Any borrower who earned less than an adjusted gross income of $125,000 ($250,000 for married couple filing jointly or head of household) in either 2020 or 2021 will be provided with up to $20,000 in canceled federal student loan debt from the U.S. Department of Education if they are a Pell Grant recipient and up to $10,000 if they hold non-Pell Grant federal student loan debt.   
Your AGI is different than your total gross income, which is everything you make in a year before income tax or deductions. AGI is your net income that is taxable, after qualified adjustments or deductions such as student loan interest and retirement account contributions, per the IRS. To find your AGI on your 2020 or 2021 tax return, look at Line 11 on your 1040 form
According to the original Aug. 24 White House press statement, the “application will be available no later than when the pause on federal student loan repayments terminates at the end of the year.” According to the update on the Federal Student Aid website, the debt forgiveness application forms will be available online the first week of October, and borrowers will have until Dec. 31, 2023, to submit their applications. Borrowers whose verified income information is already on file with the Department of Education will receive their relief automatically.

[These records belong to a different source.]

//! End-to-end workflow tests against in-process stores
//!
//! Each test drives [`ReconcileEngine::apply`] with a real config file on
//! disk and a store fake, then inspects the calls the store saw.

use std::cell::Cell;
use std::fs;
use std::path::PathBuf;

use pretty_assertions::assert_eq;
use serde_json::json;
use tempfile::TempDir;

use lifecycle_core::{ApplyStatus, BackupManager, Error, ReconcileEngine};
use lifecycle_policy::PolicyDocument;
use lifecycle_store::{MemoryPolicyStore, PolicyStore, StoreError};

struct Fixture {
    dir: TempDir,
    config_path: PathBuf,
}

fn fixture(local: serde_json::Value) -> Fixture {
    let dir = TempDir::new().unwrap();
    let config_path = dir.path().join("lifecycle.json");
    fs::write(&config_path, serde_json::to_string(&local).unwrap()).unwrap();
    Fixture { dir, config_path }
}

fn doc(value: serde_json::Value) -> PolicyDocument {
    PolicyDocument::from_value(value).unwrap()
}

fn backup_manager(fx: &Fixture) -> BackupManager {
    BackupManager::new(fx.dir.path().join("backups"))
}

fn engine_for(fx: &Fixture, store: Box<dyn PolicyStore>) -> ReconcileEngine {
    ReconcileEngine::new(store, backup_manager(fx))
}

fn backup_files(dir: &TempDir) -> Vec<String> {
    fs::read_dir(dir.path().join("backups"))
        .map(|entries| {
            entries
                .map(|e| e.unwrap().file_name().to_string_lossy().into_owned())
                .collect()
        })
        .unwrap_or_default()
}

#[test]
fn empty_bucket_gets_the_local_configuration() {
    let local = json!({"Rules": [{"ID": "expire", "Status": "Enabled", "Expiration": {"Days": 30}}]});
    let fx = fixture(local.clone());
    let store = MemoryPolicyStore::new();

    let engine = engine_for(&fx, Box::new(store.clone()));
    let outcome = engine.apply("my-bucket", &fx.config_path).unwrap();

    assert_eq!(outcome.status, ApplyStatus::Verified);
    assert!(outcome.updated);
    assert_eq!(outcome.bucket, "my-bucket");
    assert_eq!(store.stored().unwrap().as_value(), &local);
    // No remote state existed, so nothing was snapshotted.
    assert!(backup_files(&fx.dir).is_empty());
}

#[test]
fn converged_bucket_is_left_untouched() {
    let rules = json!({"Rules": [{"ID": "a", "Status": "Enabled"}]});
    let fx = fixture(rules.clone());
    let store = MemoryPolicyStore::with_policy(doc(rules));

    let engine = engine_for(&fx, Box::new(store.clone()));
    let outcome = engine.apply("my-bucket", &fx.config_path).unwrap();

    assert_eq!(outcome.status, ApplyStatus::UpToDate);
    assert!(!outcome.updated);
    assert_eq!(store.publish_calls(), 0);
    assert_eq!(store.fetch_calls(), 1);
    assert!(backup_files(&fx.dir).is_empty());
}

#[test]
fn key_order_differences_do_not_trigger_an_update() {
    let fx = fixture(json!({"Rules": [{"ID": "a", "Status": "Enabled", "Expiration": {"Days": 7}}]}));
    let remote = doc(json!({"Rules": [{"Expiration": {"Days": 7}, "Status": "Enabled", "ID": "a"}]}));
    let store = MemoryPolicyStore::with_policy(remote);

    let engine = engine_for(&fx, Box::new(store.clone()));
    let outcome = engine.apply("bucket", &fx.config_path).unwrap();

    assert_eq!(outcome.status, ApplyStatus::UpToDate);
    assert_eq!(store.publish_calls(), 0);
}

#[test]
fn diverged_bucket_is_backed_up_then_updated() {
    let fx = fixture(json!({"Rules": [
        {"ID": "shared", "Status": "Enabled", "Expiration": {"Days": 30}}
    ]}));
    let remote_state = json!({"Rules": [
        {"ID": "shared", "Status": "Disabled", "Expiration": {"Days": 90}},
        {"ID": "keep-me", "Status": "Enabled"}
    ]});
    let store = MemoryPolicyStore::with_policy(doc(remote_state.clone()));

    let engine = engine_for(&fx, Box::new(store.clone()));
    let outcome = engine.apply("my-bucket", &fx.config_path).unwrap();

    assert_eq!(outcome.status, ApplyStatus::Verified);
    assert_eq!(store.publish_calls(), 1);
    // publish, then a verification re-fetch
    assert_eq!(store.fetch_calls(), 2);

    // The snapshot holds the pre-update remote state.
    let backups = backup_files(&fx.dir);
    assert_eq!(backups.len(), 1);
    assert!(backups[0].starts_with("lifecycle-backup-my-bucket-"));
    let snapshot: serde_json::Value = serde_json::from_str(
        &fs::read_to_string(fx.dir.path().join("backups").join(&backups[0])).unwrap(),
    )
    .unwrap();
    assert_eq!(snapshot, remote_state);

    // Local record wins; the remote-only rule survives after it.
    let stored = store.stored().unwrap();
    let rules = stored.rules();
    assert_eq!(rules.len(), 2);
    assert_eq!(rules[0]["ID"], "shared");
    assert_eq!(rules[0]["Expiration"]["Days"], 30);
    assert_eq!(rules[1]["ID"], "keep-me");
}

#[test]
fn second_apply_after_an_update_is_a_no_op() {
    let fx = fixture(json!({"Rules": [{"ID": "a", "Status": "Enabled"}]}));
    let store = MemoryPolicyStore::with_policy(doc(
        json!({"Rules": [{"ID": "b", "Status": "Enabled"}]}),
    ));

    let engine = engine_for(&fx, Box::new(store.clone()));

    let first = engine.apply("bucket", &fx.config_path).unwrap();
    assert_eq!(first.status, ApplyStatus::Verified);

    let second = engine.apply("bucket", &fx.config_path).unwrap();
    assert_eq!(second.status, ApplyStatus::UpToDate);
    assert_eq!(store.publish_calls(), 1);
}

#[test]
fn unwritable_backup_dir_does_not_stop_the_update() {
    let fx = fixture(json!({"Rules": [{"ID": "a", "Status": "Enabled"}]}));
    let store = MemoryPolicyStore::with_policy(doc(
        json!({"Rules": [{"ID": "b", "Status": "Enabled"}]}),
    ));

    // A regular file where the backup directory should be.
    let blocked = fx.dir.path().join("blocked");
    fs::write(&blocked, "not a directory").unwrap();

    let engine = ReconcileEngine::new(Box::new(store.clone()), BackupManager::new(&blocked));
    let outcome = engine.apply("bucket", &fx.config_path).unwrap();

    assert_eq!(outcome.status, ApplyStatus::Verified);
    assert_eq!(store.publish_calls(), 1);
}

#[test]
fn verification_mismatch_is_its_own_error() {
    let fx = fixture(json!({"Rules": [{"ID": "a", "Status": "Enabled"}]}));

    let engine = engine_for(&fx, Box::new(ManglingStore::default()));
    let err = engine.apply("bucket", &fx.config_path).unwrap_err();

    assert!(matches!(err, Error::VerificationMismatch { bucket } if bucket == "bucket"));
}

#[test]
fn fetch_failure_surfaces_as_a_store_error() {
    let fx = fixture(json!({"Rules": [{"ID": "a", "Status": "Enabled"}]}));

    let engine = engine_for(&fx, Box::new(FailingStore { on_publish: false }));
    let err = engine.apply("bucket", &fx.config_path).unwrap_err();

    assert!(matches!(err, Error::Store(_)));
}

#[test]
fn publish_failure_surfaces_as_a_store_error() {
    let fx = fixture(json!({"Rules": [{"ID": "a", "Status": "Enabled"}]}));

    let engine = engine_for(&fx, Box::new(FailingStore { on_publish: true }));
    let err = engine.apply("bucket", &fx.config_path).unwrap_err();

    assert!(matches!(err, Error::Store(_)));
}

#[test]
fn invalid_local_config_stops_before_any_fetch() {
    let fx = fixture(json!({"Rules": [{"ID": "a", "Status": "Nope"}]}));
    let store = MemoryPolicyStore::new();

    let engine = engine_for(&fx, Box::new(store.clone()));
    let err = engine.apply("bucket", &fx.config_path).unwrap_err();

    assert!(matches!(err, Error::InvalidPolicy { .. }));
    assert_eq!(store.fetch_calls(), 0);
}

#[test]
fn missing_config_file_stops_before_any_fetch() {
    let fx = fixture(json!({"Rules": []}));
    let store = MemoryPolicyStore::new();

    let engine = engine_for(&fx, Box::new(store.clone()));
    let err = engine
        .apply("bucket", &fx.dir.path().join("absent.json"))
        .unwrap_err();

    assert!(matches!(err, Error::ConfigNotFound { .. }));
    assert_eq!(store.fetch_calls(), 0);
}

#[test]
fn invalid_bucket_name_stops_before_loading() {
    let fx = fixture(json!({"Rules": []}));
    let engine = engine_for(&fx, Box::new(MemoryPolicyStore::new()));

    let err = engine.apply("../etc", &fx.config_path).unwrap_err();
    assert!(matches!(err, Error::InvalidBucket { .. }));
}

/// Accepts publishes but hands back a different document, the way a
/// provider that rewrites configurations would.
#[derive(Default)]
struct ManglingStore {
    published: Cell<bool>,
}

impl PolicyStore for ManglingStore {
    fn fetch_policy(&self, _bucket: &str) -> lifecycle_store::Result<Option<PolicyDocument>> {
        if self.published.get() {
            Ok(Some(doc(json!({"Rules": [
                {"ID": "a", "Status": "Enabled", "Expiration": {"Days": 999}}
            ]}))))
        } else {
            Ok(None)
        }
    }

    fn publish_policy(
        &self,
        _bucket: &str,
        _policy: &PolicyDocument,
    ) -> lifecycle_store::Result<()> {
        self.published.set(true);
        Ok(())
    }
}

/// Fails the fetch or the publish with a service-shaped error.
struct FailingStore {
    on_publish: bool,
}

impl PolicyStore for FailingStore {
    fn fetch_policy(&self, bucket: &str) -> lifecycle_store::Result<Option<PolicyDocument>> {
        if self.on_publish {
            Ok(None)
        } else {
            Err(StoreError::Api {
                operation: "get bucket lifecycle",
                bucket: bucket.to_string(),
                status: 403,
                code: "AccessDenied".to_string(),
            })
        }
    }

    fn publish_policy(
        &self,
        bucket: &str,
        _policy: &PolicyDocument,
    ) -> lifecycle_store::Result<()> {
        Err(StoreError::Api {
            operation: "put bucket lifecycle",
            bucket: bucket.to_string(),
            status: 500,
            code: "InternalError".to_string(),
        })
    }
}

The Education Department advises borrowers to sign up for forgiveness plan email updates on the department’s subscription page. Furthermore, it recommends that once the application is available, you should apply before Nov. 15 to receive you relief funds before the payment pause ends on Dec. 31. You should receive your loan relief 4-6 weeks after applying.
You may have heard that federal student loans are eligible for relief under Biden’s loan forgiveness plan but private student loans are not. Generally, that is true, but the Education Department update clarifies some gray areas.
According to the Federal Student Aid website, most Department of Education-held federal student loans with an outstanding balance as of June 30, are eligible for loan relief. These include graduate and undergraduate Direct Loans, Parent PLUS and Grad PLUS loans and consolidation loans, if all of the underlying consolidated loans were disbursed on or prior to June 30.     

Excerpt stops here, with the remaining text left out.